*** Opening of Excerpted records ***

//! Cross-cutting boundary and recovery tests, covering scenarios that don't
//! fit neatly under one module: `#line` + string interplay, lookahead
//! consistency, and the universal properties tracked across the scanner.

#[cfg(test)]
mod tests {
    use crate::token::TokenValue;
    use crate::{Lexer, TokenKind};
    use langc_util::Handler;

    fn kinds(source: &str) -> Vec<TokenKind> {
        let mut handler = Handler::new();
        let lexer = Lexer::new(source, &mut handler);
        lexer.map(|t| t.kind).collect()
    }

    /// Boundary scenario 1: `int` then repeated EOF.
    #[test]
    fn test_boundary_keyword_then_repeated_eof() {
        let mut handler = Handler::new();
        let mut lexer = Lexer::new("int", &mut handler);
        assert_eq!(lexer.next_token().kind, TokenKind::Int32);
        assert!(lexer.next_token().is_eof());
        assert!(lexer.next_token().is_eof());
    }

    /// Boundary scenario 2.
    #[test]
    fn test_boundary_zero_literal() {
        let mut handler = Handler::new();
        let mut lexer = Lexer::new("0", &mut handler);
        let tok = lexer.next_token();
        assert_eq!(tok.kind, TokenKind::Int32V);
        assert_eq!(tok.value, TokenValue::Int(0));
        assert!(lexer.next_token().is_eof());
    }

    /// Boundary scenario 3: hex-literal kind promotion ladder.
    #[test]
    fn test_boundary_hex_kind_ladder() {
        let mut handler = Handler::new();
        assert_eq!(
            Lexer::new("0x8000_0000", &mut handler).next_token().kind,
            TokenKind::Uns32V
        );
        assert_eq!(
            Lexer::new("0x1_0000_0000", &mut handler).next_token().kind,
            TokenKind::Int64V
        );
        assert_eq!(
            Lexer::new("0x8000_0000_0000_0000", &mut handler)
                .next_token()
                .kind,
            TokenKind::Uns64V
        );
    }

    /// Boundary scenario 4: wysiwyg string does not process escapes.
    #[test]
    fn test_boundary_wysiwyg_no_escapes() {
        let mut handler = Handler::new();
        let mut lexer = Lexer::new("r\"a\\nb\"", &mut handler);
        let tok = lexer.next_token();
        match tok.value {
            TokenValue::Str { text, .. } => assert_eq!(text, "a\\nb"),
            _ => panic!("expected string"),
        }
    }

    /// Boundary scenario 5: nested parens inside a bracketed delimited string.
    #[test]
    fn test_boundary_delimited_string_nesting() {
        let mut handler = Handler::new();
        let mut lexer = Lexer::new("q\"(a(b)c)\"", &mut handler);
        let tok = lexer.next_token();
        match tok.value {
            TokenValue::Str { text, .. } => assert_eq!(text, "a(b)c"),
            _ => panic!("expected string"),
        }
    }

    /// Boundary scenario 6: nesting comments.
    #[test]
    fn test_boundary_nesting_comment() {
        assert_eq!(
            kinds("/+ outer /+ inner +/ still outer +/ 1"),
            vec![TokenKind::Int32V]
        );
    }

    /// Boundary scenario 7: `#line` directive rewrites the reported location.
    #[test]
    fn test_boundary_line_directive_rewrites_location() {
        let mut handler = Handler::new();
        let mut lexer = Lexer::new("#line 42 \"foo.d\"\n;", &mut handler);
        let tok = lexer.next_token();
        assert_eq!(tok.kind, TokenKind::Semicolon);
        assert_eq!(tok.span.line, 42);
        assert_eq!(lexer.filename, "foo.d");
    }

    /// Boundary scenario 8: a lone backslash before EOF recovers without a crash.
    #[test]
    fn test_boundary_lone_backslash_before_eof() {
        let mut handler = Handler::new();
        let mut lexer = Lexer::new("'\\", &mut handler);
        let tok = lexer.next_token();
        assert_eq!(tok.kind, TokenKind::CharV);
        assert_eq!(tok.value, TokenValue::Char('\\'));
    }

    /// Boundary scenario 9: a `/**` comment attaches to the following keyword.
    #[test]
    fn test_boundary_doc_comment_attaches_to_keyword() {
        let mut handler = Handler::new();
        let mut lexer = Lexer::new("/** hello */\nvoid", &mut handler);
        lexer.do_doc_comment = true;
        let tok = lexer.next_token();
        assert_eq!(tok.kind, TokenKind::Void);
        assert_eq!(tok.block_comment.as_deref(), Some("hello\n"));
    }

    /// Termination: repeated calls past EOF keep yielding EOF.
    #[test]
    fn test_universal_termination() {
        let mut handler = Handler::new();
        let mut lexer = Lexer::new("x y z", &mut handler);
        for _ in 0..3 {
            lexer.next_token();
        }
        for _ in 0..5 {
            assert!(lexer.next_token().is_eof());
        }
    }

    /// Lookahead consistency: peekNext matches what next() subsequently returns.
    #[test]
    fn test_universal_lookahead_consistency() {
        let mut handler = Handler::new();
        let mut lexer = Lexer::new("a + b * c", &mut handler);
        let mut via_peek = Vec::new();
        loop {
            let peeked = lexer.peek_next();
            let actual = lexer.next_token();
            assert_eq!(peeked.kind, actual.kind);
            if actual.is_eof() {
                break;
            }
            via_peek.push(actual.kind);
        }
        assert_eq!(
            via_peek,
            vec![
                TokenKind::Identifier,
                TokenKind::Plus,
                TokenKind::Identifier,
                TokenKind::Star,
                TokenKind::Identifier,
            ]
        );
    }

    /// Numeric fidelity: decimal integers in range keep their exact value
    /// and pick the smallest kind that fits.
    #[test]
    fn test_universal_numeric_fidelity() {
        let mut handler = Handler::new();
        let tok = Lexer::new("2147483647", &mut handler).next_token();
        assert_eq!(tok.kind, TokenKind::Int32V);
        assert_eq!(tok.value, TokenValue::Int(2147483647));

        let mut handler = Handler::new();
        let tok = Lexer::new("2147483648", &mut handler).next_token();
        assert_eq!(tok.kind, TokenKind::Int64V);
        assert_eq!(tok.value, TokenValue::Int(2147483648));
    }

    /// Escape round-trip: a representative sample from the escape table.
    #[test]
    fn test_universal_escape_round_trip() {
        let mut handler = Handler::new();
        let mut lexer = Lexer::new("\"\\n\\t\\\\\\x41\"", &mut handler);
        let tok = lexer.next_token();
        match tok.value {
            TokenValue::Str { text, .. } => assert_eq!(text, "\n\t\\A"),
            _ => panic!("expected string"),
        }
    }

    /// Recovery: an unknown byte does not abort the scan; it is diagnosed and
    /// skipped, and scanning continues normally afterward.
    #[test]
    fn test_recovery_unknown_byte() {
        assert_eq!(
            kinds("\u{7}x"),
            vec![TokenKind::Invalid, TokenKind::Identifier]
        );
    }

    /// Recovery: an unterminated `/* */` comment is diagnosed but still lets
    /// the scanner reach EOF rather than looping forever.
    #[test]
    fn test_recovery_unterminated_block_comment_reaches_eof() {
        let mut handler = Handler::new();
        let mut lexer = Lexer::new("/* never closed", &mut handler);
        assert!(lexer.next_token().is_eof());
        assert!(handler.has_errors());
    }

    /// Recovery: an unterminated string still yields a usable token and EOF.
    #[test]
    fn test_recovery_unterminated_string_reaches_eof() {
        let mut handler = Handler::new();
        let mut lexer = Lexer::new("\"never closed", &mut handler);
        let tok = lexer.next_token();
        assert_eq!(tok.kind, TokenKind::StringV);
        assert!(lexer.next_token().is_eof());
    }
}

*** Close of Excerpted records ***

*Exercise prompt*:
A count alone is required. How many lines in the entries contain the string "still"?

*Your response*:
3